Telomeric repeat-containing RNA (TERRA), transcribed from subtelomeric regions towards telomeric ends, poses challenges in deciphering its complete sequences. Utilizing TERRA-capture RNA-seq and Oxford Nanopore direct RNA sequencing to acquire full-length TERRA, we annotate TERRA transcription regions in the human T2T-CHM13 reference genome. TERRA transcripts encompass hundreds to over a thousand nucleotides of telomeric repeats, predominantly originating from 61-29-37 bp repeat promoters enriched with H3K4me3, RNA pol II, CTCF, and R-loops. We develop a bioinformatics tool, TERRA-QUANT, for quantifying TERRA using RNA-seq datasets and find that TERRA increases with age in blood, brain, and fibroblasts.

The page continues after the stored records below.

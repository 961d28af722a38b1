//! Shared harness: a one-shot HTTP server and recording collaborators

#![allow(dead_code)]

use std::io::Read;
use std::sync::mpsc;
use std::sync::Arc;
use std::thread::JoinHandle;
use std::time::Duration;

use charter_core::{FlowState, NavigationError, Navigator, Phase, ProgressView};
use parking_lot::Mutex;

/// What the mock server saw
#[derive(Debug, Clone)]
pub struct CapturedRequest {
    pub method: String,
    pub url: String,
    pub content_type: Option<String>,
    pub body: String,
}

pub struct MockServer {
    pub base_url: String,
    requests: mpsc::Receiver<CapturedRequest>,
    handle: JoinHandle<()>,
}

impl MockServer {
    /// Wait for the single request the server handles
    pub fn captured(self) -> CapturedRequest {
        let request = self
            .requests
            .recv_timeout(Duration::from_secs(5))
            .expect("mock server received no request");
        self.handle.join().expect("mock server thread panicked");
        request
    }
}

/// Reader that hands out at most `step` bytes per read, pausing in between
struct TrickleReader {
    data: Vec<u8>,
    pos: usize,
    step: usize,
}

impl Read for TrickleReader {
    fn read(&mut self, buf: &mut [u8]) -> std::io::Result<usize> {
        if self.pos >= self.data.len() {
            return Ok(0);
        }
        std::thread::sleep(Duration::from_millis(2));
        let n = self.step.min(buf.len()).min(self.data.len() - self.pos);
        buf[..n].copy_from_slice(&self.data[self.pos..self.pos + n]);
        self.pos += n;
        Ok(n)
    }
}

/// Serve exactly one request, answering with `status` and `body`
///
/// The body is sent chunked, `step` bytes at a time.
pub fn serve_once(status: u16, content_type: &'static str, body: String, step: usize) -> MockServer {
    let server = tiny_http::Server::http("127.0.0.1:0").expect("bind mock server");
    let addr = server
        .server_addr()
        .to_ip()
        .expect("mock server has an IP address");
    let (tx, rx) = mpsc::channel();

    let handle = std::thread::spawn(move || {
        let Ok(mut request) = server.recv() else {
            return;
        };

        let mut request_body = String::new();
        let _ = request.as_reader().read_to_string(&mut request_body);
        let content_type_in = request
            .headers()
            .iter()
            .find(|h| h.field.equiv("Content-Type"))
            .map(|h| h.value.as_str().to_string());
        let _ = tx.send(CapturedRequest {
            method: request.method().to_string(),
            url: request.url().to_string(),
            content_type: content_type_in,
            body: request_body,
        });

        let header = tiny_http::Header::from_bytes(&b"Content-Type"[..], content_type.as_bytes())
            .expect("valid header");
        let response = tiny_http::Response::new(
            tiny_http::StatusCode(status),
            vec![header],
            TrickleReader {
                data: body.into_bytes(),
                pos: 0,
                step: step.max(1),
            },
            None,
            None,
        );
        let _ = request.respond(response);
    });

    MockServer {
        base_url: format!("http://{addr}"),
        requests: rx,
        handle,
    }
}

/// A base URL nothing listens on
pub fn closed_port_url() -> String {
    let listener = std::net::TcpListener::bind("127.0.0.1:0").expect("bind probe");
    let addr = listener.local_addr().expect("probe address");
    drop(listener);
    format!("http://{addr}")
}

#[derive(Debug, Clone, PartialEq)]
pub enum UiCall {
    ShowProgress,
    Status(String),
    Phase(Option<Phase>),
    State(FlowState),
}

pub type UiLog = Arc<Mutex<Vec<UiCall>>>;

pub struct RecordingView(pub UiLog);

impl ProgressView for RecordingView {
    fn show_progress(&mut self) {
        self.0.lock().push(UiCall::ShowProgress);
    }
    fn set_status(&mut self, text: &str) {
        self.0.lock().push(UiCall::Status(text.to_string()));
    }
    fn set_phase(&mut self, phase: Option<Phase>) {
        self.0.lock().push(UiCall::Phase(phase));
    }
    fn state_changed(&mut self, state: &FlowState) {
        self.0.lock().push(UiCall::State(state.clone()));
    }
}

pub struct RecordingNavigator(pub Arc<Mutex<Vec<String>>>);

impl Navigator for RecordingNavigator {
    fn navigate(&mut self, destination: &str) -> Result<(), NavigationError> {
        self.0.lock().push(destination.to_string());
        Ok(())
    }
}

pub fn states(log: &UiLog) -> Vec<FlowState> {
    log.lock()
        .iter()
        .filter_map(|call| match call {
            UiCall::State(state) => Some(state.clone()),
            _ => None,
        })
        .collect()
}

pub fn last_status(log: &UiLog) -> Option<String> {
    log.lock().iter().rev().find_map(|call| match call {
        UiCall::Status(text) => Some(text.clone()),
        _ => None,
    })
}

TERRA upregulation in aged leukocytes is confirmed by RT-qPCR. Single-cell RNA-seq analysis demonstrates TERRA expression across various cell types, with upregulation observed in neurons during human embryonic stem cell differentiation. Additionally, TERRA levels are elevated in brain cells in the early stage of Alzheimer's disease. Our study provides evidence linking TERRA to human aging and diseases. Overall design: TERRA was enriched using a C-rich telomeric antisense probe and subsequently subjected to Illumina pair-end or Nanopore RNA direct sequencing. For Illumina sequencing, first-strand cDNA was synthesized with a random hexamer (random group) or a C-rich telomeric primer (specific group), followed by library construction. In the case of Nanopore sequencing, the TERRA-enriched sample was polyadenylated and ligated to an adaptor for direct RNA sequencing.